=== Begin Enclosure ===

pub mod metrics;

use crate::config::Preset;
use crate::data::{SignalDataset, SignalTensor};
use crate::model::architecture::HarModel;
use crate::plot;
use anyhow::{Context, Result};
use burn::nn::loss::CrossEntropyLossConfig;
use burn::tensor::backend::Backend;
use burn::tensor::{ElementConversion, Int, Tensor, TensorData};
use serde::Serialize;
use std::path::{Path, PathBuf};
use tracing::info;

/// Build a [batch, timesteps, channels] float tensor from loaded signals.
pub fn signals_to_tensor<B: Backend>(
    signals: &SignalTensor,
    device: &B::Device,
) -> Tensor<B, 3> {
    let shape = [signals.samples(), signals.timesteps(), signals.channels()];
    Tensor::from_data(TensorData::new(signals.as_slice().to_vec(), shape), device)
}

/// Build a [batch] integer tensor from 0-based labels.
pub fn labels_to_tensor<B: Backend>(labels: &[i64], device: &B::Device) -> Tensor<B, 1, Int> {
    Tensor::from_data(TensorData::new(labels.to_vec(), [labels.len()]), device)
}

/// Extract class indices from a 1-D integer tensor.
pub fn to_class_indices<B: Backend>(tensor: Tensor<B, 1, Int>) -> Vec<usize> {
    let data = tensor.into_data();
    data.iter::<i64>().map(|v| v as usize).collect()
}

/// Final evaluation over the held-out test set.
#[derive(Debug, Clone, Serialize)]
pub struct Evaluation {
    /// Cross-entropy loss over the full test set
    pub loss: f64,
    /// Top-1 accuracy
    pub accuracy: f64,
    /// Macro-averaged F1 score
    pub macro_f1: f64,
    /// Raw confusion matrix, rows = true class
    pub confusion: Vec<Vec<u64>>,
}

impl Evaluation {
    /// Print the final metrics and the raw confusion matrix
    pub fn print(&self) {
        println!("Final loss is: {}", self.loss);
        println!("Final accuracy is: {}", self.accuracy);
        println!("Final f1 score is: {}", self.macro_f1);
        println!("---------Confusion Matrix--------");
        for row in &self.confusion {
            println!("{:?}", row);
        }
    }
}

/// Run a single forward pass over the entire test set and score it.
///
/// Evaluation-only: the model is taken on a non-autodiff backend, so no
/// gradients are tracked and no parameters can move. Side effects are the
/// printed metrics and the confusion-matrix image in `run_dir`.
pub fn evaluate<B: Backend>(
    model: &HarModel<B>,
    test: &SignalDataset,
    n_classes: usize,
    run_dir: &Path,
    device: &B::Device,
) -> Result<Evaluation> {
    // One batch spanning the whole test set.
    let inputs = signals_to_tensor::<B>(&test.signals, device);
    let targets = labels_to_tensor::<B>(&test.labels, device);

    let logits = model.forward(inputs);
    let loss = CrossEntropyLossConfig::new()
        .init(device)
        .forward(logits.clone(), targets.clone())
        .into_scalar()
        .elem::<f64>();

    let predictions_tensor: Tensor<B, 1, Int> = logits.argmax(1).squeeze(1);
    let predictions = to_class_indices(predictions_tensor);
    let actual = to_class_indices(targets);

    let accuracy = metrics::accuracy(&predictions, &actual);
    let macro_f1 = metrics::macro_f1(&predictions, &actual, n_classes);
    let confusion = metrics::confusion_matrix(&predictions, &actual, n_classes);

    let evaluation = Evaluation { loss, accuracy, macro_f1, confusion };
    evaluation.print();

    let normalized = metrics::normalize_percent(&evaluation.confusion);
    plot::plot_confusion_matrix(&normalized, run_dir)
        .context("Failed to render confusion matrix")?;

    Ok(evaluation)
}

/// Write the per-run results summary named by the preset's save file.
pub fn write_report(
    evaluation: &Evaluation,
    preset: &Preset,
    run_dir: &Path,
) -> Result<PathBuf> {
    #[derive(Serialize)]
    struct Report<'a> {
        preset: &'a Preset,
        evaluation: &'a Evaluation,
    }

    let path = run_dir.join(preset.save_file);
    let report = serde_json::to_string_pretty(&Report { preset, evaluation })
        .context("Failed to serialize evaluation report")?;
    std::fs::write(&path, report)
        .with_context(|| format!("Failed to write report to {:?}", path))?;

    info!("Evaluation report saved to: {:?}", path);
    Ok(path)
}

#[cfg(test)]
mod tests {
    use super::*;
    use burn::backend::NdArray;

    type TestBackend = NdArray<f32>;

    #[test]
    fn test_tensor_round_trip() {
        let device = <TestBackend as Backend>::Device::default();

        let signals = SignalTensor::new(vec![1.0, 2.0, 3.0, 4.0], 2, 2, 1).unwrap();
        let tensor = signals_to_tensor::<TestBackend>(&signals, &device);
        assert_eq!(tensor.dims(), [2, 2, 1]);

        let labels = labels_to_tensor::<TestBackend>(&[0, 5, 2], &device);
        assert_eq!(to_class_indices(labels), vec![0, 5, 2]);
    }
}
pub mod scheduler;
pub mod trainer;

use serde::Serialize;

/// Per-epoch history accumulated over one training run.
#[derive(Debug, Clone, Default, Serialize)]
pub struct TrainingState {
    /// Completed epochs
    pub epoch: usize,
    /// Completed optimizer steps
    pub global_step: usize,
    /// Training loss per epoch
    pub train_loss_history: Vec<f64>,
    /// Training accuracy per epoch
    pub train_accuracy_history: Vec<f64>,
    /// Test loss per epoch
    pub test_loss_history: Vec<f64>,
    /// Test accuracy per epoch
    pub test_accuracy_history: Vec<f64>,
    /// Learning rate per epoch
    pub lr_history: Vec<f64>,
}

impl TrainingState {
    /// Create empty state
    pub fn new() -> Self {
        Self::default()
    }

    /// Record one finished epoch
    pub fn update_epoch(
        &mut self,
        train_loss: f64,
        train_accuracy: f64,
        test_loss: f64,
        test_accuracy: f64,
        lr: f64,
    ) {
        self.epoch += 1;
        self.train_loss_history.push(train_loss);
        self.train_accuracy_history.push(train_accuracy);
        self.test_loss_history.push(test_loss);
        self.test_accuracy_history.push(test_accuracy);
        self.lr_history.push(lr);
    }

    /// Epoch indices for the curve x-axis, 1-based
    pub fn epoch_axis(&self) -> Vec<f64> {
        (1..=self.epoch).map(|e| e as f64).collect()
    }
}

/// Outcome of one full training run at a single base learning rate.
#[derive(Debug, Clone)]
pub struct TrainingRun {
    /// Base learning rate the run used
    pub learning_rate: f64,
    /// Per-epoch history
    pub state: TrainingState,
    /// Wall-clock duration in seconds
    pub duration_secs: f64,
}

=== End Enclosure ===

» Exercise: Every line in the entries above that mentions the word "logits" must be shown.

» Task answer:
    let logits = model.forward(inputs);
        .forward(logits.clone(), targets.clone())
    let predictions_tensor: Tensor<B, 1, Int> = logits.argmax(1).squeeze(1);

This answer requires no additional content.